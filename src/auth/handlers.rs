//! Authentication handlers

use axum::extract::{Extension, Json, Query};
use axum::response::{Html, Redirect};
use chrono::Utc;
use serde_json::json;
use sqlx::SqlitePool;
use std::collections::HashMap;
use std::sync::Arc;
use tokio::sync::RwLock;
use tracing::{debug, info, warn};
use url::Url;

use super::extractors::AuthedUser;
use super::models::{
    AuthResponse, SessionTokenPayload, SteamAuthPayload, User, VerifyResponse,
};
use super::{openid, store};
use crate::common::{generate_session_token, ApiError, AppState};
use crate::relay::PopupMessage;
use crate::services::steam::SteamError;
use crate::services::SteamService;

impl From<SteamError> for ApiError {
    fn from(e: SteamError) -> Self {
        match e {
            SteamError::NotConfigured => ApiError::InternalServer("Steam API key not configured".to_string()),
            SteamError::ProfileNotFound => ApiError::NotFound("Steam profile not found".to_string()),
            SteamError::RequestFailed(msg) => {
                ApiError::UpstreamError(format!("Steam API request failed: {}", msg))
            }
            SteamError::BadStatus(status) => {
                ApiError::UpstreamError(format!("Steam API returned status {}", status))
            }
        }
    }
}

/// Core of the session exchange: claimed Steam id in, local user + fresh
/// bearer token out.
///
/// The profile is always re-fetched server-to-server; nothing the browser
/// relayed beyond the id itself is trusted. Issuing the new session
/// deactivates every previous session of the user (single active session).
pub async fn exchange_identity(
    db: &SqlitePool,
    steam: &SteamService,
    session_ttl_days: i64,
    steam_id: &str,
) -> Result<(User, String), ApiError> {
    if steam_id.is_empty() || !steam_id.chars().all(|c| c.is_ascii_digit()) {
        warn!(steam_id = %steam_id, "Rejected exchange request with malformed Steam id");
        return Err(ApiError::BadRequest(
            "steamId must be a numeric Steam identifier".to_string(),
        ));
    }

    let profile = steam.get_player_summary(steam_id).await?;

    let user = store::upsert_user(
        db,
        &store::UserProfile {
            steam_id,
            username: &profile.personaname,
            avatar_url: profile.avatarfull.as_deref().or(profile.avatar.as_deref()),
            profile_url: profile.profileurl.as_deref(),
            real_name: profile.realname.as_deref(),
        },
    )
    .await
    .map_err(ApiError::DatabaseError)?;

    let deactivated = store::deactivate_sessions_for_user(db, &user.id)
        .await
        .map_err(ApiError::DatabaseError)?;
    if deactivated > 0 {
        debug!(user_id = %user.id, count = deactivated, "Deactivated previous sessions");
    }

    let session_token = generate_session_token();
    store::insert_session(db, &user.id, &session_token, session_ttl_days)
        .await
        .map_err(ApiError::DatabaseError)?;

    info!(
        user_id = %user.id,
        steam_id = %user.steam_id,
        username = %user.username,
        "User authentication successful via Steam"
    );

    Ok((user, session_token))
}

/// Resolve a bearer token to its user.
///
/// Success iff a session row exists with that token, is still active, and the
/// current time is strictly before its expiry. Side-effect-free.
pub async fn verify_session_token(db: &SqlitePool, session_token: &str) -> Result<User, ApiError> {
    if session_token.is_empty() {
        return Err(ApiError::BadRequest("sessionToken is required".to_string()));
    }

    let session = store::find_session(db, session_token)
        .await
        .map_err(ApiError::DatabaseError)?
        .ok_or_else(|| ApiError::Unauthorized("invalid session".to_string()))?;

    if !session.is_active {
        debug!(user_id = %session.user_id, "Rejected token for deactivated session");
        return Err(ApiError::Unauthorized("session is no longer active".to_string()));
    }

    if session.is_expired(Utc::now().naive_utc()) {
        debug!(user_id = %session.user_id, expires_at = %session.expires_at, "Rejected expired session");
        return Err(ApiError::Unauthorized("session expired".to_string()));
    }

    let user = store::find_user(db, &session.user_id)
        .await
        .map_err(ApiError::DatabaseError)?
        .ok_or_else(|| ApiError::Unauthorized("user not found".to_string()))?;

    Ok(user)
}

/// POST /auth
/// Exchanges a verified Steam id for a local user and a session token
///
/// # Request Body
/// ```json
/// {
///   "steamId": "76561198000000000"
/// }
/// ```
///
/// # Response
/// ```json
/// {
///   "success": true,
///   "user": { ... },
///   "sessionToken": "<opaque token>"
/// }
/// ```
pub async fn steam_auth(
    Extension(state_lock): Extension<Arc<RwLock<AppState>>>,
    Json(payload): Json<SteamAuthPayload>,
) -> Result<Json<AuthResponse>, ApiError> {
    info!("🔐 Received Steam auth request");
    let state = state_lock.read().await.clone();

    let (user, session_token) = exchange_identity(
        &state.db,
        &state.steam_service,
        state.session_ttl_days,
        &payload.steam_id,
    )
    .await?;

    Ok(Json(AuthResponse {
        success: true,
        user: user.into(),
        session_token,
    }))
}

/// POST /auth/verify
/// Validates a session token and returns the owning user
pub async fn verify_handler(
    Extension(state_lock): Extension<Arc<RwLock<AppState>>>,
    Json(payload): Json<SessionTokenPayload>,
) -> Result<Json<VerifyResponse>, ApiError> {
    let state = state_lock.read().await.clone();

    let user = verify_session_token(&state.db, &payload.session_token).await?;

    Ok(Json(VerifyResponse {
        success: true,
        user: user.into(),
    }))
}

/// POST /auth/logout
/// Deactivates the named session server-side; the client purges its own cache
pub async fn logout_handler(
    Extension(state_lock): Extension<Arc<RwLock<AppState>>>,
    Json(payload): Json<SessionTokenPayload>,
) -> Result<Json<serde_json::Value>, ApiError> {
    if payload.session_token.is_empty() {
        return Err(ApiError::BadRequest("sessionToken is required".to_string()));
    }

    let state = state_lock.read().await.clone();

    let deactivated = store::deactivate_session(&state.db, &payload.session_token)
        .await
        .map_err(ApiError::DatabaseError)?;

    info!(deactivated = deactivated, "User logout");

    Ok(Json(json!({ "success": true })))
}

/// GET /auth/me
/// Returns the current authenticated user's information
pub async fn me_handler(authed: AuthedUser) -> Result<Json<VerifyResponse>, ApiError> {
    Ok(Json(VerifyResponse {
        success: true,
        user: authed.user.into(),
    }))
}

/// GET /auth/steam - Start the Steam OpenID flow
/// Redirects the popup to Steam's login page
///
/// Accepts an optional `return_to` query parameter; its origin must match the
/// deployment's public URL or one of the configured CORS origins, otherwise
/// the request is rejected (open-redirect guard). Defaults to the deployment's
/// own callback route.
pub async fn steam_login(
    Extension(state_lock): Extension<Arc<RwLock<AppState>>>,
    Query(params): Query<HashMap<String, String>>,
) -> Result<Redirect, ApiError> {
    let state = state_lock.read().await.clone();

    let return_url = match params.get("return_to") {
        Some(raw) => {
            let url = Url::parse(raw)
                .map_err(|_| ApiError::BadRequest("return_to must be an absolute URL".to_string()))?;
            let origin = openid::origin_of(&url);
            if origin != openid::origin_of(&state.public_url)
                && !state.allowed_origins.contains(&origin)
            {
                warn!(origin = %origin, "Rejected return_to with unknown origin");
                return Err(ApiError::BadRequest(
                    "return_to origin is not allowed".to_string(),
                ));
            }
            url
        }
        None => state
            .public_url
            .join("/auth/steam/return")
            .map_err(|e| ApiError::InternalServer(format!("invalid public URL: {}", e)))?,
    };

    let auth_url = openid::build_auth_url(&return_url);

    debug!(return_to = %return_url, realm = %openid::realm_of(&return_url), "Redirecting to Steam OpenID login");

    Ok(Redirect::to(auth_url.as_str()))
}

/// GET /auth/steam/return - Steam OpenID callback page
///
/// Runs in the popup window. Parses the provider query and posts the result to
/// the opener, scoped to this deployment's origin, then closes itself. The
/// nonce rides along as an opaque correlation value only.
pub async fn steam_return(
    Extension(state_lock): Extension<Arc<RwLock<AppState>>>,
    Query(params): Query<HashMap<String, String>>,
) -> Result<Html<String>, ApiError> {
    let state = state_lock.read().await.clone();
    let target_origin = openid::origin_of(&state.public_url);

    let (title, detail, message) = match openid::parse_callback(&params) {
        Ok(identity) => {
            info!(steam_id = %identity.steam_id, "Steam callback parsed successfully");
            (
                "Authentication Successful",
                "Redirecting you back...",
                PopupMessage::Success {
                    steam_id: identity.steam_id,
                    ticket: identity.nonce.unwrap_or_else(|| "verified".to_string()),
                },
            )
        }
        Err(openid::CallbackError::Cancelled) => {
            info!("Steam authentication cancelled by user");
            (
                "Authentication Cancelled",
                "This window will close automatically...",
                PopupMessage::Error {
                    error: "Authentication cancelled by user".to_string(),
                },
            )
        }
        Err(openid::CallbackError::MalformedResponse) => {
            warn!("Steam callback had no usable OpenID response");
            (
                "Authentication Failed",
                "This window will close automatically...",
                PopupMessage::Error {
                    error: "Authentication failed - invalid response from Steam".to_string(),
                },
            )
        }
    };

    let message_json = serde_json::to_string(&message)
        .map_err(|e| ApiError::InternalServer(format!("failed to encode relay message: {}", e)))?;
    let origin_json = serde_json::to_string(&target_origin)
        .map_err(|e| ApiError::InternalServer(format!("failed to encode origin: {}", e)))?;

    Ok(Html(format!(
        r#"<!DOCTYPE html>
<html>
<head>
    <title>{title}</title>
    <style>
        body {{ font-family: -apple-system, BlinkMacSystemFont, 'Segoe UI', Roboto, sans-serif;
               background: #0b0b0f; color: #e5e5e5; display: flex;
               align-items: center; justify-content: center; min-height: 100vh; }}
        .card {{ background: #15151c; border: 1px solid #2a2a35; padding: 30px 40px;
                border-radius: 12px; text-align: center; }}
        h1 {{ font-size: 1.2rem; margin: 0 0 10px; }}
        p {{ color: #9a9aa5; margin: 0; }}
    </style>
</head>
<body>
    <div class="card">
        <h1>{title}</h1>
        <p>{detail}</p>
    </div>
    <script>
        const message = {message_json};
        if (window.opener) {{
            window.opener.postMessage(message, {origin_json});
            setTimeout(() => window.close(), 1000);
        }} else {{
            setTimeout(() => {{ window.location.href = '/'; }}, 2000);
        }}
    </script>
</body>
</html>
"#
    )))
}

____

_EXERCISE DIRECTIONS_:
Where the listing above reaches the line that contains "Received Steam auth", start retyping, and finish with the line that contains "must match the"; reproduce those lines exactly and no others.

_WRITTEN SOLUTION_:
    info!("🔐 Received Steam auth request");
    let state = state_lock.read().await.clone();

    let (user, session_token) = exchange_identity(
        &state.db,
        &state.steam_service,
        state.session_ttl_days,
        &payload.steam_id,
    )
    .await?;

    Ok(Json(AuthResponse {
        success: true,
        user: user.into(),
        session_token,
    }))
}

/// POST /auth/verify
/// Validates a session token and returns the owning user
pub async fn verify_handler(
    Extension(state_lock): Extension<Arc<RwLock<AppState>>>,
    Json(payload): Json<SessionTokenPayload>,
) -> Result<Json<VerifyResponse>, ApiError> {
    let state = state_lock.read().await.clone();

    let user = verify_session_token(&state.db, &payload.session_token).await?;

    Ok(Json(VerifyResponse {
        success: true,
        user: user.into(),
    }))
}

/// POST /auth/logout
/// Deactivates the named session server-side; the client purges its own cache
pub async fn logout_handler(
    Extension(state_lock): Extension<Arc<RwLock<AppState>>>,
    Json(payload): Json<SessionTokenPayload>,
) -> Result<Json<serde_json::Value>, ApiError> {
    if payload.session_token.is_empty() {
        return Err(ApiError::BadRequest("sessionToken is required".to_string()));
    }

    let state = state_lock.read().await.clone();

    let deactivated = store::deactivate_session(&state.db, &payload.session_token)
        .await
        .map_err(ApiError::DatabaseError)?;

    info!(deactivated = deactivated, "User logout");

    Ok(Json(json!({ "success": true })))
}

/// GET /auth/me
/// Returns the current authenticated user's information
pub async fn me_handler(authed: AuthedUser) -> Result<Json<VerifyResponse>, ApiError> {
    Ok(Json(VerifyResponse {
        success: true,
        user: authed.user.into(),
    }))
}

/// GET /auth/steam - Start the Steam OpenID flow
/// Redirects the popup to Steam's login page
///
/// Accepts an optional `return_to` query parameter; its origin must match the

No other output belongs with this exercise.